En tercer lugar, y bajando a la realidad institucional, los órganos del Estado necesitan una revisión debido a su manifiesta pérdida de credibilidad. Quizá la revisión más importante, en términos democráticos, es la de Las Cortes Generales, mediatizadas por los partidos políticos y el Gobierno, y, por extensión, el resto de órganos sometidos a designación y control del Parlamento. Aunque sigo creyendo en la idoneidad de la función democrática de los partidos políticos, conforme establece el artículo 6 de la Constitución, también creo que la institución parlamentaria debe estar sometida al escrutinio de los ciudadanos que han elegido a sus representantes, en lugar de responder únicamente a los dirigente de los partidos con los que han concurrido a la elecciones. Cierto es que los partidos concurren con un programa electoral y con una identidad común para solicitar la confianza de los ciudadanos, pero, una vez celebradas las elecciones, el pueblo no puede quedar apartado del trabajo parlamentario. El mejor filtro para evitar la permeabilidad de los partidos y sus parlamentarios es que éstos deban rendir cuenta, de manera periódica, ante un órgano popular de sus circunscripciones, y que esa rendición de cuentas se extienda hasta la exigencia de responsabilidad política. Resuelto este filtro, el Parlamento gozará de mayor salud democrática, el control al Gobierno será más eficaz y la designación de los miembros de otros órganos del Estado responderán a criterios alejados de la oportunidad política.

En último lugar, y digo último lugar para no extenderme más, la Administración Pública también tendría que sufrir un cambio tanto en su organización como en su funcionamiento.
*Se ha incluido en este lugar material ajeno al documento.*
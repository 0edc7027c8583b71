//! Primary backend with a mirrored secondary.
//!
//! Reads, stats and optional capabilities come from the primary. Every
//! mutation goes to the primary first; when mirroring is on, the stored
//! record is then written to the secondary with the same identity. Mirror
//! failures are logged and never surfaced to the caller.

use async_trait::async_trait;
use tracing::{info, warn};

use ctxvault_types::{
    AgentPatch, BackendKind, Capabilities, ContextEntry, ContextPatch, DataSnapshot,
    DatabaseAgent, DatabaseStats, Id, ImportReport, NewAgent, NewContext, SearchOptions,
    SimilarityMatch, StatsFilter, SyncReport,
};

use crate::adapter::{DatabaseAdapter, sync_into};
use crate::error::Result;

pub struct HybridAdapter {
    primary: Box<dyn DatabaseAdapter>,
    secondary: Box<dyn DatabaseAdapter>,
    mirror_writes: bool,
}

impl std::fmt::Debug for HybridAdapter {
    fn fmt(&self, f: &mut std::fmt::Formatter<'_>) -> std::fmt::Result {
        f.debug_struct("HybridAdapter")
            .field("primary", &self.primary.kind())
            .field("secondary", &self.secondary.kind())
            .field("mirror_writes", &self.mirror_writes)
            .finish()
    }
}

impl HybridAdapter {
    pub fn new(
        primary: Box<dyn DatabaseAdapter>,
        secondary: Box<dyn DatabaseAdapter>,
        mirror_writes: bool,
    ) -> Self {
        Self {
            primary,
            secondary,
            mirror_writes,
        }
    }

    pub fn primary(&self) -> &dyn DatabaseAdapter {
        self.primary.as_ref()
    }

    pub fn secondary(&self) -> &dyn DatabaseAdapter {
        self.secondary.as_ref()
    }

    fn mirror_outcome(&self, operation: &str, id: &str, outcome: Result<()>) {
        if let Err(e) = outcome {
            warn!(
                operation,
                id,
                secondary = %self.secondary.kind(),
                error = %e,
                "Mirror write failed"
            );
        }
    }

    async fn mirror_context(&self, operation: &str, id: &str) {
        let outcome = match self.primary.get_context(id).await {
            Ok(Some(entry)) => self.secondary.insert_context_with_id(entry).await,
            Ok(None) => Ok(()),
            Err(e) => Err(e),
        };
        self.mirror_outcome(operation, id, outcome);
    }

    async fn mirror_agent(&self, operation: &str, id: &str) {
        let outcome = match self.primary.get_agent(id).await {
            Ok(Some(agent)) => self.secondary.insert_agent_with_id(agent).await,
            Ok(None) => Ok(()),
            Err(e) => Err(e),
        };
        self.mirror_outcome(operation, id, outcome);
    }

    /// Give the secondary the primary's agent ids, matching agents by name.
    ///
    /// Each side seeds its canonical agents with its own ids.
    async fn align_secondary_agents(&self) -> Result<usize> {
        let secondary_agents = self.secondary.list_agents().await?;
        let mut aligned = 0;

        for agent in self.primary.list_agents().await? {
            if secondary_agents.iter().any(|s| s.id == agent.id) {
                continue;
            }
            let id = agent.id.clone();
            let outcome = match secondary_agents.iter().find(|s| s.name == agent.name) {
                Some(existing) => self.secondary.replace_agent(&existing.id, agent).await,
                None => self.secondary.insert_agent_with_id(agent).await,
            };
            match outcome {
                Ok(()) => aligned += 1,
                Err(e) => self.mirror_outcome("align agent", &id, Err(e)),
            }
        }
        Ok(aligned)
    }
}

#[async_trait]
impl DatabaseAdapter for HybridAdapter {
    fn kind(&self) -> BackendKind {
        BackendKind::Hybrid
    }

    fn capabilities(&self) -> Capabilities {
        Capabilities {
            sync: true,
            ..self.primary.capabilities()
        }
    }

    fn is_connected(&self) -> bool {
        self.primary.is_connected() && self.secondary.is_connected()
    }

    async fn connect(&self) -> Result<()> {
        self.primary.connect().await?;
        self.secondary.connect().await?;
        if self.mirror_writes {
            match self.align_secondary_agents().await {
                Ok(0) => {}
                Ok(aligned) => info!(aligned, "Aligned secondary agents with primary"),
                Err(e) => warn!(error = %e, "Could not align secondary agents"),
            }
        }
        info!(
            primary = %self.primary.kind(),
            secondary = %self.secondary.kind(),
            mirror_writes = self.mirror_writes,
            "Hybrid store connected"
        );
        Ok(())
    }

    async fn disconnect(&self) -> Result<()> {
        let primary = self.primary.disconnect().await;
        let secondary = self.secondary.disconnect().await;
        primary.and(secondary)
    }

    async fn health_check(&self) -> bool {
        let healthy = self.primary.health_check().await;
        if healthy && !self.secondary.health_check().await {
            warn!(secondary = %self.secondary.kind(), "Hybrid secondary is unhealthy");
        }
        healthy
    }

    async fn flush(&self) -> Result<()> {
        let primary = self.primary.flush().await;
        let secondary = self.secondary.flush().await;
        primary.and(secondary)
    }

    // ── Contexts ─────────────────────────────────────────────────────────

    async fn insert_context(&self, context: NewContext) -> Result<Id> {
        let id = self.primary.insert_context(context).await?;
        if self.mirror_writes {
            self.mirror_context("insert context", &id).await;
        }
        Ok(id)
    }

    async fn insert_context_with_id(&self, entry: ContextEntry) -> Result<()> {
        let mirrored = self.mirror_writes.then(|| entry.clone());
        self.primary.insert_context_with_id(entry).await?;
        if let Some(entry) = mirrored {
            let id = entry.id.clone();
            let outcome = self.secondary.insert_context_with_id(entry).await;
            self.mirror_outcome("insert context", &id, outcome);
        }
        Ok(())
    }

    async fn get_context(&self, id: &str) -> Result<Option<ContextEntry>> {
        self.primary.get_context(id).await
    }

    async fn list_contexts(&self, options: &SearchOptions) -> Result<Vec<ContextEntry>> {
        self.primary.list_contexts(options).await
    }

    async fn update_context(&self, id: &str, patch: ContextPatch) -> Result<()> {
        let mirrored = self.mirror_writes.then(|| patch.clone());
        self.primary.update_context(id, patch).await?;
        if let Some(patch) = mirrored {
            let outcome = self.secondary.update_context(id, patch).await;
            self.mirror_outcome("update context", id, outcome);
        }
        Ok(())
    }

    async fn delete_context(&self, id: &str) -> Result<()> {
        self.primary.delete_context(id).await?;
        if self.mirror_writes {
            let outcome = self.secondary.delete_context(id).await;
            self.mirror_outcome("delete context", id, outcome);
        }
        Ok(())
    }

    // ── Agents ───────────────────────────────────────────────────────────

    async fn insert_agent(&self, agent: NewAgent) -> Result<Id> {
        let id = self.primary.insert_agent(agent).await?;
        if self.mirror_writes {
            self.mirror_agent("insert agent", &id).await;
        }
        Ok(id)
    }

    async fn insert_agent_with_id(&self, agent: DatabaseAgent) -> Result<()> {
        let id = agent.id.clone();
        self.primary.insert_agent_with_id(agent).await?;
        if self.mirror_writes {
            self.mirror_agent("insert agent", &id).await;
        }
        Ok(())
    }

    async fn get_agent(&self, id: &str) -> Result<Option<DatabaseAgent>> {
        self.primary.get_agent(id).await
    }

    async fn list_agents(&self) -> Result<Vec<DatabaseAgent>> {
        self.primary.list_agents().await
    }

    async fn update_agent(&self, id: &str, patch: AgentPatch) -> Result<()> {
        let mirrored = self.mirror_writes.then(|| patch.clone());
        self.primary.update_agent(id, patch).await?;
        if let Some(patch) = mirrored {
            let outcome = self.secondary.update_agent(id, patch).await;
            self.mirror_outcome("update agent", id, outcome);
        }
        Ok(())
    }

    async fn delete_agent(&self, id: &str) -> Result<()> {
        self.primary.delete_agent(id).await?;
        if self.mirror_writes {
            let outcome = self.secondary.delete_agent(id).await;
            self.mirror_outcome("delete agent", id, outcome);
        }
        Ok(())
    }

    async fn replace_agent(&self, old_id: &str, agent: DatabaseAgent) -> Result<()> {
        let mirrored = self.mirror_writes.then(|| agent.clone());
        self.primary.replace_agent(old_id, agent).await?;
        if let Some(agent) = mirrored {
            let outcome = self.secondary.replace_agent(old_id, agent).await;
            self.mirror_outcome("replace agent", old_id, outcome);
        }
        Ok(())
    }

    // ── Aggregates ───────────────────────────────────────────────────────

    async fn stats(&self, filter: Option<&StatsFilter>) -> Result<DatabaseStats> {
        let mut stats = self.primary.stats(filter).await?;
        stats.adapter = BackendKind::Hybrid;
        Ok(stats)
    }

    // ── Optional capabilities ────────────────────────────────────────────

    async fn export_data(&self) -> Result<DataSnapshot> {
        self.primary.export_data().await
    }

    async fn import_data(&self, snapshot: DataSnapshot) -> Result<ImportReport> {
        let mirrored = self.mirror_writes.then(|| snapshot.clone());
        let report = self.primary.import_data(snapshot).await?;
        if let Some(snapshot) = mirrored {
            if let Err(e) = self.secondary.import_data(snapshot).await {
                warn!(error = %e, "Mirror import failed");
            }
        }
        Ok(report)
    }

    async fn vector_search(&self, embedding: &[f32], limit: usize) -> Result<Vec<SimilarityMatch>> {
        self.primary.vector_search(embedding, limit).await
    }

    async fn store_embedding(&self, context_id: &str, embedding: &[f32]) -> Result<()> {
        self.primary.store_embedding(context_id, embedding).await
    }

    async fn sync_with(&self, target: &dyn DatabaseAdapter) -> Result<SyncReport> {
        sync_into(self.primary.as_ref(), target).await
    }
}

#[cfg(test)]
mod tests {
    use super::*;
    use crate::document::DocumentAdapter;
    use crate::error::StorageError;
    use crate::relational::RelationalAdapter;
    use ctxvault_config::{DocumentConfig, RelationalConfig};
    use ctxvault_types::ContextType;
    use tempfile::TempDir;

    fn hybrid(dir: &TempDir, mirror: bool) -> HybridAdapter {
        HybridAdapter::new(
            Box::new(RelationalAdapter::native(RelationalConfig::new(
                dir.path().join("context.db"),
            ))),
            Box::new(DocumentAdapter::new(
                DocumentConfig::new(dir.path().join("context-db.json"))
                    .with_flush_debounce_ms(10),
            )),
            mirror,
        )
    }

    #[tokio::test]
    async fn test_mutations_are_mirrored() {
        let dir = TempDir::new().unwrap();
        let adapter = hybrid(&dir, true);
        adapter.connect().await.unwrap();

        let id = adapter
            .insert_context(NewContext::new("/p", ContextType::Decision, "Use X"))
            .await
            .unwrap();
        let mirrored = adapter.secondary().get_context(&id).await.unwrap().unwrap();
        assert_eq!(Some(mirrored), adapter.get_context(&id).await.unwrap());

        adapter
            .update_context(
                &id,
                ContextPatch {
                    importance: Some(2),
                    ..ContextPatch::default()
                },
            )
            .await
            .unwrap();
        assert_eq!(
            adapter
                .secondary()
                .get_context(&id)
                .await
                .unwrap()
                .unwrap()
                .importance,
            2
        );

        adapter.delete_context(&id).await.unwrap();
        assert!(adapter.secondary().get_context(&id).await.unwrap().is_none());

        let agent_id = adapter
            .insert_agent(NewAgent::custom("Docs", "Writes docs"))
            .await
            .unwrap();
        assert!(adapter.secondary().get_agent(&agent_id).await.unwrap().is_some());

        adapter.disconnect().await.unwrap();
    }

    #[tokio::test]
    async fn test_reads_and_stats_come_from_primary() {
        let dir = TempDir::new().unwrap();
        let adapter = hybrid(&dir, false);
        adapter.connect().await.unwrap();

        adapter
            .insert_context(NewContext::new("/p", ContextType::Note, "primary only"))
            .await
            .unwrap();

        let stats = adapter.stats(None).await.unwrap();
        assert_eq!(stats.adapter, BackendKind::Hybrid);
        // The relational primary starts empty; the document secondary holds its welcome entry.
        assert_eq!(stats.total_contexts, 1);
        assert_eq!(
            adapter.secondary().stats(None).await.unwrap().total_contexts,
            1
        );
        assert!(adapter.capabilities().sync);
        assert!(matches!(
            adapter.vector_search(&[1.0], 1).await,
            Err(StorageError::Unsupported { .. })
        ));
    }

    #[tokio::test]
    async fn test_secondary_seed_agents_take_primary_ids() {
        let dir = TempDir::new().unwrap();
        let adapter = hybrid(&dir, true);
        adapter.connect().await.unwrap();

        let ids = |agents: Vec<DatabaseAgent>| -> Vec<(String, String)> {
            agents.into_iter().map(|a| (a.name, a.id)).collect()
        };
        let primary = ids(adapter.primary().list_agents().await.unwrap());
        assert_eq!(primary.len(), 3);
        assert_eq!(ids(adapter.secondary().list_agents().await.unwrap()), primary);

        let seed_id = &primary[0].1;
        adapter
            .update_agent(
                seed_id,
                AgentPatch {
                    enabled: Some(false),
                    ..AgentPatch::default()
                },
            )
            .await
            .unwrap();
        let mirrored = adapter.secondary().get_agent(seed_id).await.unwrap().unwrap();
        assert!(!mirrored.enabled);
        adapter.disconnect().await.unwrap();

        // A second connect finds nothing left to align.
        let reopened = hybrid(&dir, true);
        reopened.connect().await.unwrap();
        assert_eq!(reopened.align_secondary_agents().await.unwrap(), 0);
        reopened.disconnect().await.unwrap();
    }
}
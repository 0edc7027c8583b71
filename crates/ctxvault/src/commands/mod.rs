//! CLI command handlers.

pub mod agents;
pub mod config;
pub mod contexts;
pub mod init;
pub mod migrate;
pub mod stats;
pub mod transfer;

use std::path::PathBuf;

use anyhow::{Context as _, Result};
use serde::Serialize;

use ctxvault_config::DatabaseConfig;
use ctxvault_storage::ContextDatabase;

/// Shared context for all commands.
#[derive(Debug, Clone)]
pub struct Context {
    /// Explicit configuration file; `None` reads `CTXVAULT_*` variables.
    pub config_path: Option<PathBuf>,
    /// Data directory used for logs and environment defaults.
    pub data_dir: PathBuf,
    /// Output as JSON for scripting.
    pub json_output: bool,
    /// Verbose output enabled.
    pub verbose: bool,
}

impl Context {
    pub fn load_config(&self) -> Result<DatabaseConfig> {
        match &self.config_path {
            Some(path) => DatabaseConfig::load(path)
                .with_context(|| format!("loading configuration from {}", path.display())),
            None => DatabaseConfig::from_env().context("reading CTXVAULT_* configuration"),
        }
    }

    /// Build and initialize the configured database.
    pub async fn open_database(&self) -> Result<ContextDatabase> {
        let db = ContextDatabase::new(self.load_config()?)?;
        db.initialize().await?;
        Ok(db)
    }
}

pub(crate) fn print_json<T: Serialize + ?Sized>(value: &T) -> Result<()> {
    println!("{}", serde_json::to_string_pretty(value)?);
    Ok(())
}

pub(crate) fn truncate(s: &str, max_chars: usize) -> String {
    let s = s.replace('\n', " ");
    if s.chars().count() <= max_chars {
        s
    } else {
        let head: String = s.chars().take(max_chars.saturating_sub(3)).collect();
        format!("{head}...")
    }
}

#[cfg(test)]
mod tests {
    use super::*;

    #[test]
    fn test_truncate_counts_chars() {
        assert_eq!(truncate("short", 10), "short");
        assert_eq!(truncate("line\nbreak", 20), "line break");
        assert_eq!(truncate("ééééééééééé", 6), "ééé...");
    }
}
Es cierto que este debate surgió para demoler el Estado Autonómico y reducir sus instituciones, pero también lo es que la construcción de la Administración Pública tanto estatal como autonómica ha estado inspirada por los reinos de taifas, donde cada dirigente ha orquestado su desarrollo pensando exclusivamente en sus intereses. La Administración Pública es esencial para que el ciudadano vea atendidas sus necesidades públicas, si bien, la organización de la misma y su funcionamiento debe obedecer a criterios de eficiencia, dado que el destinatario del servicio público no es, ni debe ser, otro que el ciudadano.

En definitiva, hay motivos para que los políticos discutan a fondo sobre el contenido de la Constitución y, llegado el momento, sanearla con su reforma.